→ Work required
Below are several records. Retype exactly those lines running from the one with "if capacity <" through the one with "self.slots.rotate_left(self.cursor);", end lines included, and no others.

BEGIN Supplied material

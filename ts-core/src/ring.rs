//! Fixed-capacity ordered list with circular storage.
//!
//! ```text
//!   slots  = [D, B, C]      capacity = 3, len = 3
//!   cursor = 1              logical order: B, C, D
//!
//!   logical i  =>  slots[(cursor + i) % len]
//! ```
//!
//! Physical storage never holds more than `len` slots: the list grows by
//! pushing until it reaches `capacity`, after which `append` overwrites the
//! logical-first slot and advances `cursor`. The cursor is non-zero only while
//! the list is full; every O(n) operation (`insert_at`, `remove_range`,
//! `truncate`) first re-packs the slots so that the cursor is back at 0.
//!
//! Eviction of the oldest element on overflow is part of the contract, not an
//! error. It is reported through [`Pushed::evicted`].

use std::iter::FusedIterator;

use crate::error::{Result, SeriesError};

/// Result of pushing onto a [`RingList`].
#[derive(Debug, Clone, PartialEq, Eq)]
pub struct Pushed<T> {
    /// Logical position of the pushed element.
    pub position: usize,
    /// Element dropped from the logical front because the list was full.
    pub evicted: Option<T>,
}

#[derive(Debug, Clone)]
pub struct RingList<T> {
    slots: Vec<T>,
    capacity: usize,
    cursor: usize,
}

impl<T> RingList<T> {
    pub fn new(capacity: usize) -> Result<Self> {
        if capacity < 2 {
            return Err(SeriesError::InvalidCapacity(capacity));
        }
        Ok(Self {
            slots: Vec::new(),
            capacity,
            cursor: 0,
        })
    }

    /// Empty list with the same capacity, for storage that must stay
    /// position-aligned with this one.
    pub fn empty_like<U>(&self) -> RingList<U> {
        RingList {
            slots: Vec::new(),
            capacity: self.capacity,
            cursor: 0,
        }
    }

    pub fn capacity(&self) -> usize {
        self.capacity
    }

    pub fn len(&self) -> usize {
        self.slots.len()
    }

    pub fn is_empty(&self) -> bool {
        self.slots.is_empty()
    }

    pub fn is_full(&self) -> bool {
        self.slots.len() == self.capacity
    }

    /// Physical slot of the logical-first element.
    pub fn cursor(&self) -> usize {
        self.cursor
    }

    #[inline]
    fn physical(&self, index: usize) -> usize {
        let len = self.slots.len();
        let p = self.cursor + index;
        if p >= len {
            p - len
        } else {
            p
        }
    }

    fn check(&self, index: usize) -> Result<()> {
        if index >= self.slots.len() {
            return Err(SeriesError::IndexOutOfRange {
                index,
                len: self.slots.len(),
            });
        }
        Ok(())
    }

    /// Move the logical-first element back to slot 0.
    fn repack(&mut self) {
        if self.cursor != 0 {
            self.slots.rotate_left(self.cursor);
            self.cursor = 0;
        }
    }

    pub fn get(&self, index: usize) -> Result<&T> {
        self.check(index)?;
        Ok(&self.slots[self.physical(index)])
    }

    pub fn get_mut(&mut self, index: usize) -> Result<&mut T> {
        self.check(index)?;
        let p = self.physical(index);
        Ok(&mut self.slots[p])
    }

    pub fn set(&mut self, index: usize, value: T) -> Result<()> {
        *self.get_mut(index)? = value;
        Ok(())
    }

    pub fn first(&self) -> Option<&T> {
        self.get(0).ok()
    }

    pub fn last(&self) -> Option<&T> {
        self.slots.len().checked_sub(1).and_then(|i| self.get(i).ok())
    }

    /// Append `value` at the logical end and return its position. When the
    /// list is full the oldest element is silently dropped.
    pub fn append(&mut self, value: T) -> usize {
        self.push_back(value).position
    }

    /// Like [`append`](Self::append), handing back the evicted element.
    pub fn push_back(&mut self, value: T) -> Pushed<T> {
        if self.slots.len() < self.capacity {
            // below capacity the cursor is always 0
            self.slots.push(value);
            return Pushed {
                position: self.slots.len() - 1,
                evicted: None,
            };
        }
        let old = std::mem::replace(&mut self.slots[self.cursor], value);
        self.cursor = (self.cursor + 1) % self.capacity;
        tracing::trace!(capacity = self.capacity, "ring full, evicted oldest element");
        Pushed {
            position: self.capacity - 1,
            evicted: Some(old),
        }
    }

    /// Insert `value` so that it ends up before the element currently at
    /// `index` (`index == len` appends).
    ///
    /// When the list is full, the logical-first element is evicted to make
    /// room and the value lands at `index - 1`. Inserting at position 0 of a
    /// full list would make the new value the oldest element, so it is dropped
    /// instead and `Ok(None)` is returned with the list unchanged.
    pub fn insert_at(&mut self, index: usize, value: T) -> Result<Option<usize>> {
        let len = self.slots.len();
        if index > len {
            return Err(SeriesError::IndexOutOfRange { index, len });
        }
        if index == len && !self.is_full() {
            return Ok(Some(self.append(value)));
        }
        if !self.is_full() {
            self.repack();
            self.slots.insert(index, value);
            return Ok(Some(index));
        }
        if index == 0 {
            tracing::trace!(capacity = self.capacity, "insert before oldest of full ring dropped");
            return Ok(None);
        }
        self.repack();
        self.slots.remove(0);
        self.slots.insert(index - 1, value);
        Ok(Some(index - 1))
    }

    /// Remove `count` elements starting at logical `index`.
    pub fn remove_range(&mut self, index: usize, count: usize) -> Result<()> {
        let len = self.slots.len();
        let end = index
            .checked_add(count)
            .filter(|&end| end <= len)
            .ok_or(SeriesError::IndexOutOfRange {
                index: index.saturating_add(count),
                len,
            })?;
        if count == 0 {
            return Ok(());
        }
        self.repack();
        self.slots.drain(index..end);
        Ok(())
    }

    /// Keep the first `len` elements. No-op when `len >= self.len()`.
    pub fn truncate(&mut self, len: usize) {
        if len >= self.slots.len() {
            return;
        }
        self.repack();
        self.slots.truncate(len);
    }

    pub fn clear(&mut self) {
        self.slots.clear();
        self.cursor = 0;
    }

    /// The logical contents as at most two contiguous physical runs.
    pub fn as_slices(&self) -> (&[T], &[T]) {
        let (tail, head) = self.slots.split_at(self.cursor);
        (head, tail)
    }

    pub fn iter(&self) -> Iter<'_, T> {
        let (front, back) = self.as_slices();
        Iter {
            front: front.iter(),
            back: back.iter(),
        }
    }

    /// Index of the first element for which `pred` is false, assuming the
    /// list is partitioned by `pred` in logical order.
    pub fn partition_point<F>(&self, mut pred: F) -> usize
    where
        F: FnMut(&T) -> bool,
    {
        let mut left = 0usize;
        let mut right = self.slots.len();
        while left < right {
            let mid = left + (right - left) / 2;
            if pred(&self.slots[self.physical(mid)]) {
                left = mid + 1;
            } else {
                right = mid;
            }
        }
        left
    }
}

impl<T: Clone> RingList<T> {
    /// Logically ordered copy of the whole list.
    pub fn to_vec(&self) -> Vec<T> {
        let (front, back) = self.as_slices();
        let mut out = Vec::with_capacity(self.slots.len());
        out.extend_from_slice(front);
        out.extend_from_slice(back);
        out
    }

    /// Logically ordered copy of `len` elements starting at `from`.
    pub fn slice(&self, from: usize, len: usize) -> Result<Vec<T>> {
        let size = self.slots.len();
        let end = from
            .checked_add(len)
            .filter(|&end| end <= size)
            .ok_or(SeriesError::IndexOutOfRange {
                index: from.saturating_add(len),
                len: size,
            })?;
        let (front, back) = self.as_slices();
        let mut out = Vec::with_capacity(len);
        if from < front.len() {
            out.extend_from_slice(&front[from..end.min(front.len())]);
        }
        if end > front.len() {
            let start = from.saturating_sub(front.len());
            out.extend_from_slice(&back[start..end - front.len()]);
        }
        Ok(out)
    }
}

impl<'a, T> IntoIterator for &'a RingList<T> {
    type Item = &'a T;
    type IntoIter = Iter<'a, T>;

    fn into_iter(self) -> Self::IntoIter {
        self.iter()
    }
}

/// Logical-order iterator over a [`RingList`].
#[derive(Debug, Clone)]
pub struct Iter<'a, T> {
    front: std::slice::Iter<'a, T>,
    back: std::slice::Iter<'a, T>,
}

impl<'a, T> Iterator for Iter<'a, T> {
    type Item = &'a T;

    fn next(&mut self) -> Option<Self::Item> {
        self.front.next().or_else(|| self.back.next())
    }

    fn size_hint(&self) -> (usize, Option<usize>) {
        let n = self.front.len() + self.back.len();
        (n, Some(n))
    }
}

impl<T> DoubleEndedIterator for Iter<'_, T> {
    fn next_back(&mut self) -> Option<Self::Item> {
        self.back.next_back().or_else(|| self.front.next_back())
    }
}

impl<T> ExactSizeIterator for Iter<'_, T> {}

impl<T> FusedIterator for Iter<'_, T> {}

END Supplied material

→ Exercise result
        if capacity < 2 {
            return Err(SeriesError::InvalidCapacity(capacity));
        }
        Ok(Self {
            slots: Vec::new(),
            capacity,
            cursor: 0,
        })
    }

    /// Empty list with the same capacity, for storage that must stay
    /// position-aligned with this one.
    pub fn empty_like<U>(&self) -> RingList<U> {
        RingList {
            slots: Vec::new(),
            capacity: self.capacity,
            cursor: 0,
        }
    }

    pub fn capacity(&self) -> usize {
        self.capacity
    }

    pub fn len(&self) -> usize {
        self.slots.len()
    }

    pub fn is_empty(&self) -> bool {
        self.slots.is_empty()
    }

    pub fn is_full(&self) -> bool {
        self.slots.len() == self.capacity
    }

    /// Physical slot of the logical-first element.
    pub fn cursor(&self) -> usize {
        self.cursor
    }

    #[inline]
    fn physical(&self, index: usize) -> usize {
        let len = self.slots.len();
        let p = self.cursor + index;
        if p >= len {
            p - len
        } else {
            p
        }
    }

    fn check(&self, index: usize) -> Result<()> {
        if index >= self.slots.len() {
            return Err(SeriesError::IndexOutOfRange {
                index,
                len: self.slots.len(),
            });
        }
        Ok(())
    }

    /// Move the logical-first element back to slot 0.
    fn repack(&mut self) {
        if self.cursor != 0 {
            self.slots.rotate_left(self.cursor);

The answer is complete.